The introduction of new AI technology is not always without problems. AI is a tool for producing knowledge and can threaten how employees develop and use knowledge in a specific work domain. In such cases, employees can resist its implementation. In the case described in this research article Make Way for the Algorithms: Symbolic Actions and Change in a Regime of Knowing by Stella Pachidi, Hans Berends, Samer Faraj, Marleen Huysman, the authors describe another form of resistance, which led unintendedly to the full implementation of the suggested technological change. Let's take a look at what was happening under the surface to explain these unexpected consequences.
The TelCo case:
TelCo is a large organization offering telecommunication services to a broad range of customers. On the one hand, the actors in this research are the business-to-business sales department that targeted medium-sized enterprises and the Customer Intelligence department (technologist) on the other hand. The introduced technology is a data analytics sales tool developed to identify sales opportunities based on predictive modeling and optimization algorithms.

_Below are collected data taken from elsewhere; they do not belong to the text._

//! Headline metrics shown above the strategy panel

use crate::catalog::SegmentCatalog;
use crate::data::Datasets;
use crate::error::{DashboardError, DashboardResult};
use std::collections::HashSet;

/// Scalar aggregates over the loaded tables
#[derive(Debug, Clone, PartialEq)]
pub struct Kpis {
    /// Distinct customer identifiers
    pub total_customers: usize,
    /// Sum of Monetary over every customer row, unrounded
    pub total_revenue: f64,
    /// Percentage column of the best-customers summary row
    pub best_segment_percentage: f64,
}

/// One labelled value card
#[derive(Debug, Clone, PartialEq, Eq)]
pub struct MetricCard {
    pub label: &'static str,
    pub value: String,
}

impl Kpis {
    pub fn cards(&self) -> [MetricCard; 3] {
        [
            MetricCard {
                label: "Total Customers (UK)",
                value: format_count(self.total_customers),
            },
            MetricCard {
                label: "Total Revenue",
                value: format!("£{}", format_amount(self.total_revenue)),
            },
            MetricCard {
                label: "Best Customers Segment Size",
                value: format!("{:.2}%", self.best_segment_percentage),
            },
        ]
    }
}

/// Compute the KPIs for a non-empty pair of tables
///
/// Fails with `MissingSegment` when no summary row carries the catalog's
/// best-segment name.
pub fn compute_kpis(datasets: &Datasets, catalog: &SegmentCatalog) -> DashboardResult<Kpis> {
    let total_customers = datasets
        .customers
        .iter()
        .map(|c| c.customer_id.as_str())
        .collect::<HashSet<_>>()
        .len();

    let total_revenue = datasets.customers.iter().map(|c| c.monetary).sum();

    let best_name = catalog.best_name();
    let best_segment_percentage = datasets
        .summary
        .iter()
        .find(|s| s.strategic_name == best_name)
        .map(|s| s.percentage)
        .ok_or(DashboardError::MissingSegment { name: best_name })?;

    Ok(Kpis {
        total_customers,
        total_revenue,
        best_segment_percentage,
    })
}

/// Integer with comma thousands separators, e.g. `4,338`
pub fn format_count(value: usize) -> String {
    group_thousands(&value.to_string())
}

/// Two-decimal amount with comma thousands separators, e.g. `8,911,407.90`
pub fn format_amount(value: f64) -> String {
    let formatted = format!("{:.2}", value.abs());
    let (whole, fraction) = formatted.split_once('.').unwrap_or((formatted.as_str(), "00"));
    let sign = if value < 0.0 && formatted != "0.00" { "-" } else { "" };
    format!("{}{}.{}", sign, group_thousands(whole), fraction)
}

fn group_thousands(digits: &str) -> String {
    let mut grouped = String::with_capacity(digits.len() + digits.len() / 3);
    for (i, ch) in digits.chars().enumerate() {
        if i > 0 && (digits.len() - i) % 3 == 0 {
            grouped.push(',');
        }
        grouped.push(ch);
    }
    grouped
}

#[cfg(test)]
mod tests {
    use super::*;
    use crate::data::{ClusterSummaryRecord, CustomerSegmentRecord};

    fn customer(id: &str, monetary: f64, label: i64, catalog: &SegmentCatalog) -> CustomerSegmentRecord {
        CustomerSegmentRecord {
            customer_id: id.to_string(),
            recency: 10.0,
            frequency: 2.0,
            monetary,
            cluster_label: label,
            strategic_name: catalog.name_for(label),
        }
    }

    fn summary(label: i64, percentage: f64, catalog: &SegmentCatalog) -> ClusterSummaryRecord {
        ClusterSummaryRecord {
            cluster_label: label,
            recency_mean: 1.0,
            frequency_mean: 1.0,
            monetary_mean: 1.0,
            count: 1,
            percentage,
            strategic_name: catalog.name_for(label),
        }
    }

    #[test]
    fn test_compute_kpis() {
        let catalog = SegmentCatalog::default();
        let datasets = Datasets {
            customers: vec![
                customer("1", 100.25, 0, &catalog),
                customer("2", 50.50, 1, &catalog),
                customer("2", 10.00, 1, &catalog),
                customer("3", 0.25, 2, &catalog),
            ],
            summary: vec![
                summary(0, 40.0, &catalog),
                summary(1, 35.0, &catalog),
                summary(2, 25.0, &catalog),
            ],
        };

        let kpis = compute_kpis(&datasets, &catalog).unwrap();
        assert_eq!(kpis.total_customers, 3);
        assert!((kpis.total_revenue - 161.0).abs() < 1e-9);
        assert_eq!(kpis.best_segment_percentage, 40.0);
    }

    #[test]
    fn test_missing_best_segment() {
        let catalog = SegmentCatalog::default();
        let datasets = Datasets {
            customers: vec![customer("1", 1.0, 1, &catalog)],
            summary: vec![summary(1, 100.0, &catalog)],
        };

        let result = compute_kpis(&datasets, &catalog);
        assert!(matches!(result, Err(DashboardError::MissingSegment { .. })));
    }

    #[test]
    fn test_formatting() {
        assert_eq!(format_count(0), "0");
        assert_eq!(format_count(999), "999");
        assert_eq!(format_count(4338), "4,338");
        assert_eq!(format_count(1234567), "1,234,567");

        assert_eq!(format_amount(0.0), "0.00");
        assert_eq!(format_amount(1234.5), "1,234.50");
        assert_eq!(format_amount(8911407.904), "8,911,407.90");
        assert_eq!(format_amount(-1500.0), "-1,500.00");
    }

    #[test]
    fn test_cards() {
        let kpis = Kpis {
            total_customers: 3920,
            total_revenue: 7308391.554,
            best_segment_percentage: 40.0,
        };
        let cards = kpis.cards();
        assert_eq!(cards[0].value, "3,920");
        assert_eq!(cards[1].value, "£7,308,391.55");
        assert_eq!(cards[2].value, "40.00%");
        assert_eq!(cards[2].label, "Best Customers Segment Size");
    }
}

The authors state that technological change is associated with deeper changes in developing and using knowledge and evaluating people, actions, performance, etc. Therefore, introducing a new technology like AI will have substantial consequences. It is not just a matter of increasing efficiency or cutting down costs. There will be deeper transformations.
Looking under the surface
This data analytics sales tool meant a shift in how the account managers worked and a threat to their sales practice as it deemed their expertise redundant. However, instead of avoiding the system or resisting it, the authors describe that the employees symbolically conformed to the new technology and pretended to use it without actually doing so. The more the account managers pretended to use the analytics tool, the more the data scientists could claim the tool's use as a success. In turn, this increased the pressure on account managers to increase their symbolic conformity. Ironically, this symbolic conformity unintentionally led to the full implementation of the suggested technological change and the redundancy of the account managers.
How can you use this knowledge when implementing new technology?
So what takeaways do the authors have for you as a business leader implementing new technology in your organization? In many cases, one thing that is a pitfall is that you should not be blinded by the promise of the introduction of new technology.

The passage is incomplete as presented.